Fig. 4.

Reduction of AURKA activity in AURKB cKO oocytes partially rescues CPEB1, translation and meiosis defects. (A) Metaphase I (Met I) oocytes from WT, AURKB cKO (B cKO) and AURKB cKOs heterozygous for Aurka (B cKO het A) mice were stained to detect CPEB1 (gray) and DAPI (DNA, green). (B) Relative intensity of CPEB1 from A. Values normalized to WT (number of oocytes: WT 34, B cKO 25, B cKO het A 24). (C) Met I oocytes from WT, B cKO and B cKO het A mice were collected for western blotting to detect CPEB1 (30/lane).
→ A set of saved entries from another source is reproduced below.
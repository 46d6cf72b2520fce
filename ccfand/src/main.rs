//! ccfand
//!
//! GPU temperature watcher driving the external GPU fan on a
//! ComputerController board.
//!
//! Once per second the GPU temperature is read and mapped onto a fan duty
//! between the `--low` and `--high` thresholds. The duty is sent to the
//! board over USB serial whenever it moved by at least the deadband. On
//! Ctrl+C or SIGTERM the fan is reset to 0% before the daemon exits.
//!
//! The serial port is auto-detected unless `--port` is given. Settings can
//! also come from a TOML file; command-line flags take precedence.

mod config;
mod control_loop;
mod sensor;
mod shutdown;

use anyhow::{Context, Result};
use ccfan_core::{default_config_path, StaticConfig};
use ccfan_hardware::{SerialConnector, UsbSerialLocator};
use clap::{Parser, ValueEnum};
use config::CliOverrides;
use control_loop::{ControlLoop, LoopSettings};
use std::path::PathBuf;
use tokio::sync::watch;
use tracing::info;

/// Logging level
#[derive(Debug, Clone, Copy, PartialEq, Eq, ValueEnum)]
enum LogLevel {
    Debug,
    Info,
    Warning,
    Error,
}

impl LogLevel {
    fn as_filter(self) -> &'static str {
        match self {
            LogLevel::Debug => "debug",
            LogLevel::Info => "info",
            LogLevel::Warning => "warn",
            LogLevel::Error => "error",
        }
    }
}

/// GPU temperature watcher & ComputerController fan driver
#[derive(Parser, Debug)]
#[command(name = "ccfand")]
#[command(version, about = "GPU temperature watcher & ComputerController fan driver", long_about = None)]
struct Args {
    /// High temperature threshold (°C) for full fan speed [default: 80]
    #[arg(long)]
    high: Option<i32>,

    /// Low temperature threshold (°C) below which the fan is off [default: 70]
    #[arg(long)]
    low: Option<i32>,

    /// Serial port of the ComputerController (auto-detect if omitted)
    #[arg(long)]
    port: Option<String>,

    /// Logging level
    #[arg(long, value_enum, default_value = "info")]
    log: LogLevel,

    /// Path to configuration file
    #[arg(short, long, env = "CCFAN_CONFIG")]
    config: Option<PathBuf>,

    /// Index of the GPU to monitor
    #[arg(long)]
    gpu_index: Option<u32>,

    /// Read temperature from a sysfs thermal zone file instead of the GPU
    #[arg(long, conflicts_with = "gpu_index")]
    thermal_zone: Option<PathBuf>,
}

impl Args {
    fn overrides(&self) -> CliOverrides {
        CliOverrides {
            high: self.high,
            low: self.low,
            port: self.port.clone(),
            gpu_index: self.gpu_index,
            thermal_zone: self.thermal_zone.clone(),
        }
    }
}

#[tokio::main]
async fn main() -> Result<()> {
    let args = Args::parse();

    init_tracing(args.log);

    let static_config = resolve_config(&args)?;

    let settings = LoopSettings::from_config(&static_config);
    info!(
        "Thresholds: fan off at {} °C, full speed at {} °C",
        settings.thresholds.low(),
        settings.thresholds.high()
    );

    let sensor =
        sensor::open(&static_config.sensor).context("Failed to initialize temperature sensor")?;

    let connector = SerialConnector::new(
        static_config.device.baud_rate,
        static_config.device.read_timeout(),
    );
    let control = ControlLoop::new(
        settings,
        Box::new(UsbSerialLocator::<ccfan_core::DefaultDevice>::new()),
        Box::new(connector),
        sensor,
    );

    let (stop_tx, stop_rx) = watch::channel(false);
    let signal_task = shutdown::spawn_stop_on_signal(stop_tx);

    // Always run the loop to completion so the fan is reset on exit
    let outcome = control.run(stop_rx).await;
    signal_task.abort();

    outcome.context("Fan control stopped")?;

    info!("Shutdown complete");
    Ok(())
}

/// Load the config file and apply command-line overrides
fn resolve_config(args: &Args) -> Result<StaticConfig> {
    let config_path = args.config.clone().unwrap_or_else(default_config_path);

    let loaded = config::load(&config_path)
        .with_context(|| format!("Failed to load configuration from {}", config_path.display()))?;

    config::apply_overrides(loaded, &args.overrides()).context("Invalid command-line settings")
}

/// Initialize tracing subscriber for logging
fn init_tracing(level: LogLevel) {
    use tracing_subscriber::{layer::SubscriberExt, util::SubscriberInitExt, EnvFilter};

    let filter =
        EnvFilter::try_from_default_env().unwrap_or_else(|_| EnvFilter::new(level.as_filter()));

    tracing_subscriber::registry()
        .with(filter)
        .with(tracing_subscriber::fmt::layer())
        .init();
}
Loading control: α-tubulin. (D) Quantification of CPEB1 after normalizing C to α-tubulin. (E) Met I oocytes were stained to detect HPG (gray) and DAPI (DNA, green). (F) Relative intensity of CPEB1 from E. Values normalized to WT (number of oocytes: WT 22, B cKO 30, B cKO het A 21). (G) Representative images of chromosome spreads of Metaphase II eggs stained with Anti-Centromeric Antibodies (ACA, red) and DAPI (gray). (H) Quantification of the aneuploidy. (I) Quantification of the premature separation of sister chromatids (PSSC). Number of oocytes in H,I: WT 29, B cKO 31, B cKO het A 36. Experiments repeated three times; total 3-4 mice/genotype. Red horizontal line indicates the mean. Error bars indicate s.e.m. *P<0.05; **P<0.01; ***P<0.001; ****P<0.0001 (one-way ANOVA). n.s., not significant. Scale bars: 10 µm.